Fantasy football is a game played online during the football season. You can either make your own “league,” in which you get a bunch of friends together and play against each other, or join a random league.. You and your competitors take turns drafting actual National Football League (NFL) players to make the “perfect” team. When your team is completed, you can make trades with other players if you wish. Each week, starting with the start of the football season, you play a “game” against one other player. It is your players against the other team. Each of your players earns a certain number of points depending on how well they did in that week’s game. Whoever’s players accumulate the most points for that week wins. This process goes on until the football season is over.

I started playing fantasy football when my dad’s company started a small league amongst themselves. I immediately took interest and, when my dad stepped away from the computer, he asked me to take over for a few rounds. I did, and immediately fell in love. I was checking updates each week to see how the players on my dad’s team were doing, and giving advice on switching them out if I suspected they would underperform or got hurt. It was a really fun season and I am starting a league with some friends this year.

Fantasy football is a great way for people to learn more about the sport in general. Having specific players to follow each week is very engaging. It gives players motivation to watch more games and, if they don’t know much about football to begin with, it is a great way to educate them in a fun way about the game. I know football pretty well, but being part of a fantasy league gives me motivation to start following other teams to make sure my other players will do well. This gets me more involved in football as a whole as opposed to watching one specific team in general.

Lauren Russell, Fordham College at Lincoln Center (FCLC) ’21 has been playing fantasy football since 2014, when she was 15 years old.
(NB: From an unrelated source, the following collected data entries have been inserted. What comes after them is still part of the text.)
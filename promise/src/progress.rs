//! Fixed-point progress values and the weighted aggregator used by
//! combinators.
//!
//! Progress is kept as a `u32` with 16 fractional bits so that summing the
//! contributions of many inputs never drifts the way repeated `f32`
//! additions do. A pending promise is capped one step below [`Fixed::ONE`];
//! only resolution reports a full `1.0`.

const FRACTION_BITS: u32 = 16;

/// Progress in `[0, 1]` with 16 fractional bits.
#[derive(Debug, Clone, Copy, Default, PartialEq, Eq, PartialOrd, Ord, Hash)]
pub(crate) struct Fixed(u32);

impl Fixed {
    pub const ZERO: Fixed = Fixed(0);
    pub const ONE: Fixed = Fixed(1 << FRACTION_BITS);
    /// Largest value a pending promise may report.
    pub const PENDING_MAX: Fixed = Fixed((1 << FRACTION_BITS) - 1);

    /// Converts a validated `[0, 1]` float, rounding down.
    pub fn from_f32(value: f32) -> Self {
        let clamped = value.clamp(0.0, 1.0);
        Fixed((clamped * Self::ONE.0 as f32) as u32).min(Self::ONE)
    }

    pub fn from_raw(raw: u32) -> Self {
        Fixed(raw.min(Self::ONE.0))
    }

    pub fn raw(self) -> u32 {
        self.0
    }

    pub fn to_f32(self) -> f32 {
        self.0 as f32 / Self::ONE.0 as f32
    }

    /// Caps the value for a promise that has not resolved yet.
    pub fn pending(self) -> Self {
        self.min(Self::PENDING_MAX)
    }

    /// `(steps + self) / total`: progress of step `steps` inside an
    /// evenly weighted chain of `total` steps.
    pub fn within_chain(self, steps: usize, total: usize) -> Self {
        if total == 0 {
            return Self::ONE;
        }
        let numerator = steps as u64 * Self::ONE.0 as u64 + self.0 as u64;
        Fixed::from_raw((numerator / total as u64) as u32)
    }
}

/// Weighted sum of the progress of `N` inputs, each with weight `1/N`.
///
/// The total weight (`N * ONE`) is computed once at construction and every
/// update adjusts an integer numerator, so the aggregate is exact.
pub(crate) struct ProgressAccumulator {
    per_input: Vec<Fixed>,
    numerator: u64,
    inputs: u64,
}

impl ProgressAccumulator {
    pub fn new(inputs: usize) -> Self {
        Self {
            per_input: vec![Fixed::ZERO; inputs],
            numerator: 0,
            inputs: inputs.max(1) as u64,
        }
    }

    /// Raises input `index` to `value`. Returns the new aggregate if it
    /// increased; lower values are ignored so the aggregate stays monotone.
    pub fn update(&mut self, index: usize, value: Fixed) -> Option<Fixed> {
        let slot = self.per_input.get_mut(index)?;
        if value <= *slot {
            return None;
        }
        self.numerator += (value.raw() - slot.raw()) as u64;
        *slot = value;
        Some(self.aggregate())
    }

    /// Marks input `index` as fully done.
    pub fn complete(&mut self, index: usize) -> Option<Fixed> {
        self.update(index, Fixed::ONE)
    }

    pub fn aggregate(&self) -> Fixed {
        Fixed::from_raw((self.numerator / self.inputs) as u32)
    }
}

#[cfg(test)]
mod tests {
    use super::*;

    #[test]
    fn float_conversion_clamps() {
        assert_eq!(Fixed::from_f32(0.0), Fixed::ZERO);
        assert_eq!(Fixed::from_f32(1.0), Fixed::ONE);
        assert_eq!(Fixed::from_f32(2.0), Fixed::ONE);
        assert_eq!(Fixed::from_f32(-1.0), Fixed::ZERO);
        assert!((Fixed::from_f32(0.5).to_f32() - 0.5).abs() < 1e-4);
    }

    #[test]
    fn pending_cap_is_below_one() {
        assert!(Fixed::ONE.pending() < Fixed::ONE);
        assert!(Fixed::ONE.pending().to_f32() < 1.0);
        assert_eq!(Fixed::from_f32(0.25).pending(), Fixed::from_f32(0.25));
    }

    #[test]
    fn thirds_sum_exactly() {
        let mut acc = ProgressAccumulator::new(3);
        acc.complete(0);
        acc.complete(1);
        let last = acc.complete(2).unwrap();
        assert_eq!(last, Fixed::ONE);
    }

    #[test]
    fn accumulator_is_monotone() {
        let mut acc = ProgressAccumulator::new(2);
        let a = acc.update(0, Fixed::from_f32(0.5)).unwrap();
        assert!(acc.update(0, Fixed::from_f32(0.25)).is_none());
        let b = acc.update(1, Fixed::from_f32(0.5)).unwrap();
        assert!(b > a);
        assert!((b.to_f32() - 0.5).abs() < 1e-3);
    }

    #[test]
    fn out_of_range_index_is_ignored() {
        let mut acc = ProgressAccumulator::new(1);
        assert!(acc.update(5, Fixed::ONE).is_none());
        assert_eq!(acc.aggregate(), Fixed::ZERO);
    }

    #[test]
    fn chain_progress() {
        let half = Fixed::from_f32(0.5);
        assert!((half.within_chain(1, 4).to_f32() - 0.375).abs() < 1e-3);
        assert_eq!(Fixed::ZERO.within_chain(4, 4), Fixed::ONE);
        assert_eq!(Fixed::ZERO.within_chain(0, 0), Fixed::ONE);
    }
}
She started playing because she wanted to be more involved in the sport. In this coming year, she will be involved in two random fantasy leagues. Preparing for the draft takes a lot of work. “I read articles online, look at the current and past few rookie classes for sleepers and sometimes do the old fashioned way by reading a magazine.”
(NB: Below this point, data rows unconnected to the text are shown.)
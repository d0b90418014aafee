//! # RedLilium Promise
//!
//! Single-shot promises, combinators and cooperative cancellation for code
//! that runs inside a frame loop.
//!
//! ## Core Types
//!
//! - [`PromiseRuntime`] - Owns promise state, the foreground queue and unhandled-rejection reporting
//! - [`Promise`] - Read side of a single-shot value, with continuations and progress
//! - [`Deferred`] - Write side; the first resolve, reject or cancel wins
//! - [`Outcome`] / [`Reason`] - Settled result and the payload of a rejection or cancellation
//!
//! ## Combinators
//!
//! - [`PromiseRuntime::race`] - First input to settle, whatever the outcome
//! - [`PromiseRuntime::first`] - First input to resolve
//! - [`PromiseRuntime::all`] / [`PromiseRuntime::merge2`] - Every input, in input order
//! - [`PromiseRuntime::sequence`] - Run promise factories one after another
//!
//! ## Cancellation
//!
//! - [`CancelationSource`] - Requests cancellation
//! - [`CancelationToken`] - Observes it and registers callbacks
//! - [`CancelationRegistration`] - Disposes a callback on drop
//!
//! ## Frame Scheduling
//!
//! - [`FrameScheduler`] - Evaluates [`WaitInstruction`]s from the host's update, fixed update and end-of-frame ticks
//! - [`SchedulerHandle`] - Queues instructions from other threads and from continuations
//! - [`ForegroundContext`] - Work posted from any thread, run on the scheduler thread

mod arena;
mod cancel;
mod combinators;
mod confined;
mod config;
mod deferred;
mod error;
mod foreground;
mod outcome;
mod pass_through;
pub mod pool;
mod progress;
mod promise;
mod runtime;
pub mod scheduler;

pub use cancel::{CancelationRegistration, CancelationSource, CancelationToken};
pub use config::{RuntimeConfig, SchedulerConfig};
pub use deferred::Deferred;
pub use error::PromiseError;
pub use foreground::{ForegroundContext, ForegroundWork};
pub use outcome::{Outcome, PromiseState, Reason};
pub use pool::{ObjectPool, PoolStats};
pub use promise::Promise;
pub use runtime::PromiseRuntime;
pub use scheduler::{
    FramePhase, FrameScheduler, SchedulerHandle, TickReport, WaitInstruction, WaitOneTick,
    WaitTicks, WaitUntil,
};
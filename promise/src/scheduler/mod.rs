//! Frame-synchronous instruction scheduler.
//!
//! The host loop calls [`FrameScheduler::on_update_tick`],
//! [`on_fixed_update_tick`](FrameScheduler::on_fixed_update_tick) and
//! [`on_end_of_frame_tick`](FrameScheduler::on_end_of_frame_tick) once per
//! matching phase of its own loop. Each call drains the runtime's foreground
//! queue and evaluates the [`WaitInstruction`]s queued for that phase.
//!
//! Every instruction type gets its own triple-buffered processor, created
//! the first time the type is queued in a phase. Processors of one phase
//! run in the order they were created; instructions of one type run in the
//! order they were queued.

mod instruction;
mod processor;
mod yield_runner;

pub use instruction::{WaitInstruction, WaitOneTick, WaitTicks, WaitUntil};

use std::any::TypeId;
use std::collections::HashMap;
use std::fmt;
use std::sync::Arc;

use parking_lot::Mutex;

use crate::cancel::CancelationToken;
use crate::config::SchedulerConfig;
use crate::confined::ConfinedThread;
use crate::deferred::RawDeferred;
use crate::error::PromiseError;
use crate::outcome::Outcome;
use crate::promise::Promise;
use crate::runtime::PromiseRuntime;
use processor::{ErasedProcessor, InstructionProcessor, ProcessStats};
use yield_runner::{RunnerTable, YieldInstructionRunner};

/// The host loop phase an instruction is evaluated in.
#[derive(Debug, Clone, Copy, PartialEq, Eq, Hash)]
pub enum FramePhase {
    Update,
    FixedUpdate,
    EndOfFrame,
}

impl FramePhase {
    pub const ALL: [FramePhase; 3] = [Self::Update, Self::FixedUpdate, Self::EndOfFrame];

    fn index(self) -> usize {
        match self {
            Self::Update => 0,
            Self::FixedUpdate => 1,
            Self::EndOfFrame => 2,
        }
    }
}

/// What one tick did.
#[derive(Debug, Clone, Copy, PartialEq, Eq)]
pub struct TickReport {
    pub frame: u64,
    pub phase: FramePhase,
    /// Foreground closures run before the phase was processed.
    pub foreground_executed: usize,
    /// Instructions evaluated.
    pub evaluated: usize,
    /// Instructions that finished.
    pub completed: usize,
    /// Instructions still queued in this phase.
    pub pending: usize,
    /// Unhandled rejections reported (Update phase only).
    pub unhandled_rejections: usize,
}

impl fmt::Display for TickReport {
    fn fmt(&self, f: &mut fmt::Formatter<'_>) -> fmt::Result {
        write!(
            f,
            "frame {} {:?}: {} foreground, {}/{} completed, {} pending",
            self.frame,
            self.phase,
            self.foreground_executed,
            self.completed,
            self.evaluated,
            self.pending
        )?;
        if self.unhandled_rejections > 0 {
            write!(f, ", {} unhandled rejections", self.unhandled_rejections)?;
        }
        Ok(())
    }
}

/// Processors of one phase, in creation order.
#[derive(Default)]
struct PhaseProcessors {
    index: HashMap<TypeId, usize>,
    processors: Vec<Box<dyn ErasedProcessor>>,
    last_processed_frame: Option<u64>,
}

impl PhaseProcessors {
    fn process(&mut self, frame: u64) -> ProcessStats {
        self.last_processed_frame = Some(frame);
        let mut total = ProcessStats::default();
        for processor in &mut self.processors {
            let stats = processor.process(frame);
            total.evaluated += stats.evaluated;
            total.completed += stats.completed;
        }
        total
    }

    fn pending(&self) -> usize {
        self.processors.iter().map(|p| p.pending()).sum()
    }
}

type Registration = Box<dyn FnOnce(&mut FrameScheduler) + Send>;

/// Drives wait instructions from a host frame loop.
///
/// Confined to the thread that created it (see
/// [`bind_to_current_thread`](Self::bind_to_current_thread)). Other threads
/// and continuations queue work through a [`SchedulerHandle`].
///
/// # Example
///
/// ```
/// use redlilium_promise::{CancelationToken, FramePhase, FrameScheduler, PromiseRuntime, WaitTicks};
///
/// let runtime = PromiseRuntime::new();
/// let mut scheduler = FrameScheduler::new(runtime.clone());
///
/// let done = scheduler
///     .wait_for_promise(FramePhase::Update, WaitTicks(2), &CancelationToken::none())
///     .unwrap();
///
/// scheduler.on_update_tick().unwrap();
/// assert!(!done.is_settled());
/// scheduler.on_update_tick().unwrap();
/// assert!(done.is_settled());
/// ```
pub struct FrameScheduler {
    runtime: PromiseRuntime,
    config: SchedulerConfig,
    frame: u64,
    phases: [PhaseProcessors; 3],
    runners: Arc<Mutex<RunnerTable>>,
    inbox: Arc<Mutex<Vec<Registration>>>,
    thread: ConfinedThread,
}

impl FrameScheduler {
    pub fn new(runtime: PromiseRuntime) -> Self {
        Self::with_config(runtime, SchedulerConfig::default())
    }

    pub fn with_config(runtime: PromiseRuntime, config: SchedulerConfig) -> Self {
        Self {
            runtime,
            runners: Arc::new(Mutex::new(RunnerTable::with_capacity(
                config.runner_pool_capacity,
            ))),
            config,
            frame: 0,
            phases: Default::default(),
            inbox: Arc::new(Mutex::new(Vec::new())),
            thread: ConfinedThread::current(),
        }
    }

    /// Moves the confinement to the calling thread.
    pub fn bind_to_current_thread(&mut self) {
        self.thread = ConfinedThread::current();
    }

    pub fn runtime(&self) -> &PromiseRuntime {
        &self.runtime
    }

    pub fn config(&self) -> &SchedulerConfig {
        &self.config
    }

    /// Frames started so far by [`on_update_tick`](Self::on_update_tick).
    pub fn frame(&self) -> u64 {
        self.frame
    }

    /// A `Send` handle for queueing work from other threads or from inside
    /// continuations.
    pub fn handle(&self) -> SchedulerHandle {
        SchedulerHandle {
            runtime: self.runtime.clone(),
            inbox: self.inbox.clone(),
        }
    }

    /// Instructions queued in `phase`.
    pub fn pending(&self, phase: FramePhase) -> usize {
        self.phases[phase.index()].pending()
    }

    /// Yield-instruction runners that have not completed.
    pub fn pending_runners(&self) -> usize {
        self.runners.lock().live_count()
    }

    // -----------------------------------------------------------------------
    // Registration
    // -----------------------------------------------------------------------

    /// Queues `instruction` in `phase`.
    ///
    /// Queued before the phase is processed in the current frame, it is
    /// evaluated on that tick. Queued after, it skips one rotation.
    pub fn wait_for<I: WaitInstruction>(
        &mut self,
        phase: FramePhase,
        instruction: I,
    ) -> Result<(), PromiseError> {
        self.thread.check("wait_for")?;
        self.enqueue(phase, instruction);
        Ok(())
    }

    /// Queues `wait` and returns a promise resolved on the tick it finishes.
    ///
    /// If `token` fires first, the cancel request is posted to the foreground
    /// queue; the next tick applies it and the promise is canceled without
    /// evaluating `wait` again.
    pub fn wait_for_promise<W: WaitInstruction>(
        &mut self,
        phase: FramePhase,
        wait: W,
        token: &CancelationToken,
    ) -> Result<Promise<()>, PromiseError> {
        self.thread.check("wait_for_promise")?;
        let (deferred, promise) = self.runtime.raw_deferred();
        self.start_runner(phase, wait, token, deferred);
        Ok(Promise::from_raw(promise))
    }

    fn enqueue<I: WaitInstruction>(&mut self, phase: FramePhase, instruction: I) {
        let frame = self.frame;
        let capacity = self.config.initial_queue_capacity;
        let queues = &mut self.phases[phase.index()];

        let slot = match queues.index.get(&TypeId::of::<I>()) {
            Some(&slot) => slot,
            None => {
                let processor = InstructionProcessor::<I>::with_capacity(capacity)
                    .processed_in(queues.last_processed_frame);
                log::debug!(
                    "Registered {:?} processor for {}",
                    phase,
                    ErasedProcessor::instruction_type(&processor)
                );
                queues.processors.push(Box::new(processor));
                let slot = queues.processors.len() - 1;
                queues.index.insert(TypeId::of::<I>(), slot);
                slot
            }
        };

        queues.processors[slot]
            .as_any_mut()
            .downcast_mut::<InstructionProcessor<I>>()
            .expect("Processor registry entry has the wrong instruction type")
            .enqueue(frame, instruction);
    }

    fn start_runner<W: WaitInstruction>(
        &mut self,
        phase: FramePhase,
        wait: W,
        token: &CancelationToken,
        deferred: RawDeferred,
    ) {
        if let Some(reason) = token.reason() {
            deferred.try_settle(Outcome::Canceled(reason));
            return;
        }

        let (slot, epoch) = self.runners.lock().take(deferred);
        if token.can_be_canceled() {
            let table = Arc::downgrade(&self.runners);
            let foreground = self.runtime.foreground().clone();
            let registration = token.try_register(move |reason| {
                foreground.post(Box::new(move || {
                    if let Some(table) = table.upgrade() {
                        table.lock().request_cancel(slot, epoch, reason);
                    }
                }));
            });
            match registration {
                Some(registration) => {
                    let refused = self
                        .runners
                        .lock()
                        .attach_registration(slot, epoch, registration);
                    drop(refused);
                }
                None => {
                    if let Some(reason) = token.reason() {
                        self.runners.lock().request_cancel(slot, epoch, reason);
                    }
                }
            }
        }

        let runner = YieldInstructionRunner::new(wait, slot, epoch, self.runners.clone());
        self.enqueue(phase, runner);
    }

    fn apply_inbox(&mut self) {
        loop {
            let batch = std::mem::take(&mut *self.inbox.lock());
            if batch.is_empty() {
                return;
            }
            for registration in batch {
                registration(self);
            }
        }
    }

    // -----------------------------------------------------------------------
    // Host drive points
    // -----------------------------------------------------------------------

    /// Starts a new frame and processes the [`FramePhase::Update`] queue.
    /// Also reports unhandled rejections.
    pub fn on_update_tick(&mut self) -> Result<TickReport, PromiseError> {
        self.thread.check("on_update_tick")?;
        self.frame += 1;
        let mut report = self.tick(FramePhase::Update);
        report.unhandled_rejections = self.runtime.report_unhandled_rejections();
        log::trace!("{report}");
        Ok(report)
    }

    pub fn on_fixed_update_tick(&mut self) -> Result<TickReport, PromiseError> {
        self.thread.check("on_fixed_update_tick")?;
        let report = self.tick(FramePhase::FixedUpdate);
        log::trace!("{report}");
        Ok(report)
    }

    pub fn on_end_of_frame_tick(&mut self) -> Result<TickReport, PromiseError> {
        self.thread.check("on_end_of_frame_tick")?;
        let report = self.tick(FramePhase::EndOfFrame);
        log::trace!("{report}");
        Ok(report)
    }

    fn tick(&mut self, phase: FramePhase) -> TickReport {
        let foreground_executed = self.runtime.execute_foreground();
        self.apply_inbox();
        let stats = self.phases[phase.index()].process(self.frame);
        // Registrations made during evaluation land after the rotation.
        self.apply_inbox();

        TickReport {
            frame: self.frame,
            phase,
            foreground_executed,
            evaluated: stats.evaluated,
            completed: stats.completed,
            pending: self.pending(phase),
            unhandled_rejections: 0,
        }
    }
}

impl fmt::Debug for FrameScheduler {
    fn fmt(&self, f: &mut fmt::Formatter<'_>) -> fmt::Result {
        f.debug_struct("FrameScheduler")
            .field("frame", &self.frame)
            .field("update", &self.pending(FramePhase::Update))
            .field("fixed_update", &self.pending(FramePhase::FixedUpdate))
            .field("end_of_frame", &self.pending(FramePhase::EndOfFrame))
            .finish()
    }
}

/// Queues scheduler work from any thread.
///
/// Work is applied on the scheduler's thread at the next tick, before the
/// phase is processed, or right after it if it was queued while the phase
/// was evaluating.
#[derive(Clone)]
pub struct SchedulerHandle {
    runtime: PromiseRuntime,
    inbox: Arc<Mutex<Vec<Registration>>>,
}

impl SchedulerHandle {
    pub fn wait_for<I: WaitInstruction>(&self, phase: FramePhase, instruction: I) {
        self.inbox
            .lock()
            .push(Box::new(move |scheduler| scheduler.enqueue(phase, instruction)));
    }

    /// See [`FrameScheduler::wait_for_promise`].
    pub fn wait_for_promise<W: WaitInstruction>(
        &self,
        phase: FramePhase,
        wait: W,
        token: &CancelationToken,
    ) -> Promise<()> {
        let (deferred, promise) = self.runtime.raw_deferred();
        let token = token.clone();
        self.inbox.lock().push(Box::new(move |scheduler| {
            scheduler.start_runner(phase, wait, &token, deferred)
        }));
        Promise::from_raw(promise)
    }
}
However, there are always newcomers to the game. Lyra Tan, FCLC ’20, is hoping to gain a new experience from fantasy football. She has never been in a league before, and is getting a crash course from her brother about the league and how it is played. “I don’t know much about football, so diving headfirst seems to be the way to go.”

Dawn Hudson (Chief Marketing Officer at NFL), Stacie Stern (General Manager at Head2Head Sports), Stephania Bell (ESPN Injury Analyst), Megan Van Petten (Executive Director at Fantasy Sports Trade Association) and Sarah Walsh (SportsCenter Anchor) are five influential fantasy football female leaders from last year. They are the role models of fantasy football for females in the game.